Berlusconi’s government has announced austerity measures amounting to more than 100 billion euros since July in an attempt to stem contagion from the euro-area debt crisis.

Italy’s government cut its growth forecast to 0.7 percent this year and 0.6 percent in 2012, from the 1.1 percent and 1.3 percent estimated in April. The unemployment rate rose to 8.3 percent in September from 8 percent in the previous month.

Drawn by one of Europe’s most lucrative consumer banking markets, French financial companies spent at least 20 billion euros since 2006 buying Italian banking and insurance assets.

“The pure retail banking exposure of the French banks in Italy is fully legitimate,” said AlphaValue’s Nijdam. “It was difficult to penetrate, no country really wants its neighbor to buy its domestic banks.”

‘Image Liability’

BNP Paribas, which acquired Rome-based Banca Nazionale del Lavoro SpA in 2006 for 9 billion euros, has about 950 outlets in Italy. Credit Agricole operates about 960 branches in the country. BNP’s 19,100 and Credit Agricole’s 12,000 employees in Italy are the most outside their home market.

“If there was a slow growth or a recession in Italy, maybe the profitability would be impacted, but I do believe that BNL would remain profitable,” Prot said.

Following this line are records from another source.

use criterion::{criterion_group, criterion_main, Criterion};
use std::hint::black_box;
use std::sync::Arc;

use sqlforge::criteria::{Criteria, FieldCriteria};
use sqlforge::hydrate::{CoercionEngine, FieldCache, Hydrate, Hydrator, MemberMap};
use sqlforge::statement::StatementBuilder;
use sqlforge::value::Value;

#[derive(Default)]
struct Order {
    id: i64,
    customer: String,
    total: f64,
    shipped: Option<chrono::NaiveDateTime>,
    express: bool,
}

impl Hydrate for Order {
    fn describe(map: &mut MemberMap<Self>) {
        map.field("Id", |o: &mut Order, v| o.id = v)
            .field("Customer", |o: &mut Order, v| o.customer = v)
            .field("Total", |o: &mut Order, v| o.total = v)
            .field("Shipped", |o: &mut Order, v| o.shipped = v)
            .field("Express", |o: &mut Order, v| o.express = v);
    }
}

fn criteria(fields: usize) -> Criteria {
    let mut criteria = Criteria::new();
    criteria.begin_group();
    criteria.add_fields_match_all(
        (0..fields)
            .map(|i| FieldCriteria::new(&format!("Column{}", i)).greater_than(i as i64)),
    );
    criteria
        .end_group()
        .or()
        .like("Customer", "acme widgets", true);
    criteria
}

pub fn criterion_benchmark(c: &mut Criterion) {
    for fields in [1, 10, 100] {
        let criteria = criteria(fields);
        c.bench_function(&format!("compile {} fields", fields), |b| {
            b.iter(|| {
                let mut target = StatementBuilder::new();
                criteria.compile(&mut target);
                black_box(target.build())
            })
        });
    }

    let hydrator = Hydrator::new(Arc::new(FieldCache::new()), CoercionEngine::standard());
    let columns: Vec<String> = ["ID", "customer", "Total", "Shipped", "Express", "Unmapped"]
        .iter()
        .map(|c| c.to_string())
        .collect();
    let row = vec![
        Value::Int(7),
        Value::from("Acme"),
        Value::from("199.95"),
        Value::from("2024-03-01 08:30:00"),
        Value::from("yes"),
        Value::Null,
    ];
    c.bench_function("fill one", |b| {
        b.iter(|| black_box(hydrator.fill_one::<Order>(black_box(&columns), black_box(&row))))
    });
}

criterion_group!(benches, criterion_benchmark);
criterion_main!(benches);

In the third quarter, pretax profit at BNL, which was founded in 1913, rose 18 percent from a year earlier to 135 million euros.

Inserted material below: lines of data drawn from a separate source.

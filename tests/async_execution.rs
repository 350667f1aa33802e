use std::ops::ControlFlow;
use std::sync::Arc;
use std::time::Duration;

use tokio_stream::StreamExt;

use sqlforge::driver::SqliteDriver;
use sqlforge::hydrate::{Hydrate, MemberMap};
use sqlforge::statement::StatementBuilder;
use sqlforge::{CancelToken, Error, QueryOptions, Session};

// counts far enough that only an interrupt ends it in test time
const ENDLESS: &str = "WITH RECURSIVE c(x) AS (SELECT 1 UNION ALL SELECT x + 1 FROM c WHERE x < 100000000000) \
                       SELECT MAX(x) FROM c";

#[derive(Default, Debug, PartialEq)]
struct Task {
    id: i64,
    title: String,
}

impl Hydrate for Task {
    fn describe(map: &mut MemberMap<Self>) {
        map.field("Id", |t: &mut Task, v| t.id = v)
            .field("Title", |t: &mut Task, v| t.title = v);
    }
}

fn seeded(count: i64) -> Session {
    let session = Session::new(Arc::new(SqliteDriver::in_memory().unwrap()));
    let mut ddl = StatementBuilder::new();
    ddl.append("CREATE TABLE Task (Id INTEGER PRIMARY KEY, Title TEXT)");
    session.execute_non_query(ddl.build()).unwrap();
    for id in 1..=count {
        let mut insert = StatementBuilder::new();
        insert.insert_into("Task", &[("Id", id.into()), ("Title", format!("task {}", id).into())]);
        session.execute_non_query(insert.build()).unwrap();
    }
    session
}

fn all_tasks() -> StatementBuilder {
    let mut select = StatementBuilder::new();
    select.select(&["Id", "Title"]).from("Task").append("ORDER BY Id");
    select
}

#[tokio::test(flavor = "multi_thread")]
async fn query_many_async_fills_every_row() {
    let session = seeded(5);
    let tasks: Vec<Task> = session
        .query_many_async(all_tasks().build(), &CancelToken::new())
        .await
        .expect("query completes");
    assert_eq!(tasks.len(), 5);
    assert_eq!(tasks[4], Task { id: 5, title: String::from("task 5") });
}

#[tokio::test(flavor = "multi_thread")]
async fn stream_yields_rows_in_order() {
    let session = seeded(20);
    let mut stream = session.query_stream::<Task>(all_tasks().build(), &CancelToken::new());
    let mut ids = Vec::new();
    while let Some(item) = stream.next().await {
        ids.push(item.expect("row is readable").id);
    }
    assert_eq!(ids, (1..=20).collect::<Vec<_>>());
}

#[tokio::test(flavor = "multi_thread")]
async fn already_cancelled_token_never_runs() {
    let session = seeded(1);
    let token = CancelToken::new();
    token.cancel();
    let mut delete = StatementBuilder::new();
    delete.delete_from("Task");
    let outcome = session.execute_non_query_async(delete.build(), &token).await;
    assert!(matches!(outcome, Err(Error::Cancelled)), "got {:?}", outcome);

    let mut count = StatementBuilder::new();
    count.select(&["COUNT(*)"]).from("Task");
    assert_eq!(session.execute_scalar::<i64>(count.build()).unwrap(), Some(1), "row must survive");
}

#[tokio::test(flavor = "multi_thread")]
async fn cancelling_interrupts_a_running_query() {
    let session = seeded(0);
    let token = CancelToken::new();
    let canceller = token.clone();
    tokio::spawn(async move {
        tokio::time::sleep(Duration::from_millis(100)).await;
        canceller.cancel();
    });
    let mut endless = StatementBuilder::new();
    endless.append(ENDLESS);
    let outcome = tokio::time::timeout(
        Duration::from_secs(30),
        session.execute_scalar_async::<i64>(endless.build(), &token),
    )
    .await
    .expect("cancellation must end the query");
    assert!(matches!(outcome, Err(Error::Cancelled)), "got {:?}", outcome);

    // the shared connection is usable again
    let tasks: Vec<Task> = session.query_many(all_tasks().build()).unwrap();
    assert!(tasks.is_empty());
}

#[tokio::test(flavor = "multi_thread")]
async fn deadline_turns_into_timeout() {
    let session = seeded(0).with_options(QueryOptions::with_timeout(Duration::from_millis(100)));
    let mut endless = StatementBuilder::new();
    endless.append(ENDLESS);
    let outcome = session
        .execute_scalar_async::<i64>(endless.build(), &CancelToken::new())
        .await;
    assert!(matches!(outcome, Err(Error::Timeout(_))), "got {:?}", outcome);
}

#[tokio::test(flavor = "multi_thread")]
async fn for_each_async_collects_through_a_channel() {
    let session = seeded(8);
    let (tx, mut rx) = tokio::sync::mpsc::unbounded_channel();
    let handed = session
        .for_each_async::<Task, _>(all_tasks().build(), &CancelToken::new(), move |task| {
            if tx.send(task.id).is_err() || task.id == 3 {
                ControlFlow::Break(())
            } else {
                ControlFlow::Continue(())
            }
        })
        .await
        .unwrap();
    assert_eq!(handed, 3);
    let mut ids = Vec::new();
    while let Some(id) = rx.recv().await {
        ids.push(id);
    }
    assert_eq!(ids, vec![1, 2, 3]);
}

#[tokio::test(flavor = "multi_thread")]
async fn records_async_keep_column_names() {
    let session = seeded(2);
    let records = session
        .query_records_async(all_tasks().build(), &CancelToken::new())
        .await
        .unwrap();
    assert_eq!(records.len(), 2);
    assert_eq!(records[1].columns(), &[String::from("Id"), String::from("Title")]);
    assert_eq!(records[1].get_as::<String>("title").as_deref(), Some("task 2"));
}

#[tokio::test(flavor = "multi_thread")]
async fn stream_ends_with_timeout_when_the_deadline_passes() {
    let session = seeded(0).with_options(QueryOptions::with_timeout(Duration::from_millis(100)));
    let mut endless = StatementBuilder::new();
    endless.append(ENDLESS);
    let mut stream = session.query_stream::<Task>(endless.build(), &CancelToken::new());
    let first = tokio::time::timeout(Duration::from_secs(30), stream.next())
        .await
        .expect("the deadline must end the stream");
    assert!(matches!(first, Some(Err(Error::Timeout(_)))), "got {:?}", first);
    assert!(stream.next().await.is_none(), "nothing follows the timeout");
}

#[tokio::test(flavor = "multi_thread")]
async fn cancelling_ends_a_running_stream() {
    let session = seeded(0);
    let token = CancelToken::new();
    let mut endless = StatementBuilder::new();
    endless.append(ENDLESS);
    let mut stream = session.query_stream::<Task>(endless.build(), &token);
    let canceller = token.clone();
    tokio::spawn(async move {
        tokio::time::sleep(Duration::from_millis(100)).await;
        canceller.cancel();
    });
    let first = tokio::time::timeout(Duration::from_secs(30), stream.next())
        .await
        .expect("cancellation must end the stream");
    assert!(matches!(first, Some(Err(Error::Cancelled))), "got {:?}", first);
}
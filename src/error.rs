use std::time::Duration;

use thiserror::Error;

#[derive(Error, Debug)]
pub enum Error {
    #[error("Config error: {0}")]
    Config(String),
    #[error("Driver error: {0}")]
    Driver(String),
    #[error("Criteria error: {0}")]
    Criteria(String),
    #[error("Unsupported: {0}")]
    Unsupported(String),
    #[error("Execution cancelled")]
    Cancelled,
    #[error("Execution timed out after {0:?}")]
    Timeout(Duration),
    #[error("Background task failed: {0}")]
    Join(String),
}

pub type Result<T> = std::result::Result<T, Error>;

// Helper conversions
impl From<rusqlite::Error> for Error {
    fn from(e: rusqlite::Error) -> Self {
        Self::Driver(e.to_string())
    }
}
impl From<config::ConfigError> for Error {
    fn from(e: config::ConfigError) -> Self {
        Self::Config(e.to_string())
    }
}
impl From<tokio::task::JoinError> for Error {
    fn from(e: tokio::task::JoinError) -> Self {
        Self::Join(e.to_string())
    }
}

BNP Paribas had 73.3 billion euros of loans at its BNL unit at the end of September, compared with BNL’s 32.2 billion euros of deposits, according to its website. The Italian retail- banking unit of Credit Agricole, which will report third-quarter results tomorrow, had 33.2 billion euros of loans and 32.8 billion euros of deposits at the end of June, company data show.

For now, the best option for French banks may be to hunker down and ride out the storm, said AlphaValue’s Nijdam.

“Italy is suffering from some political image liability,” he said. “It’s a solid economy and it makes sense for banks that have taken strategic industrial positions to remain there.”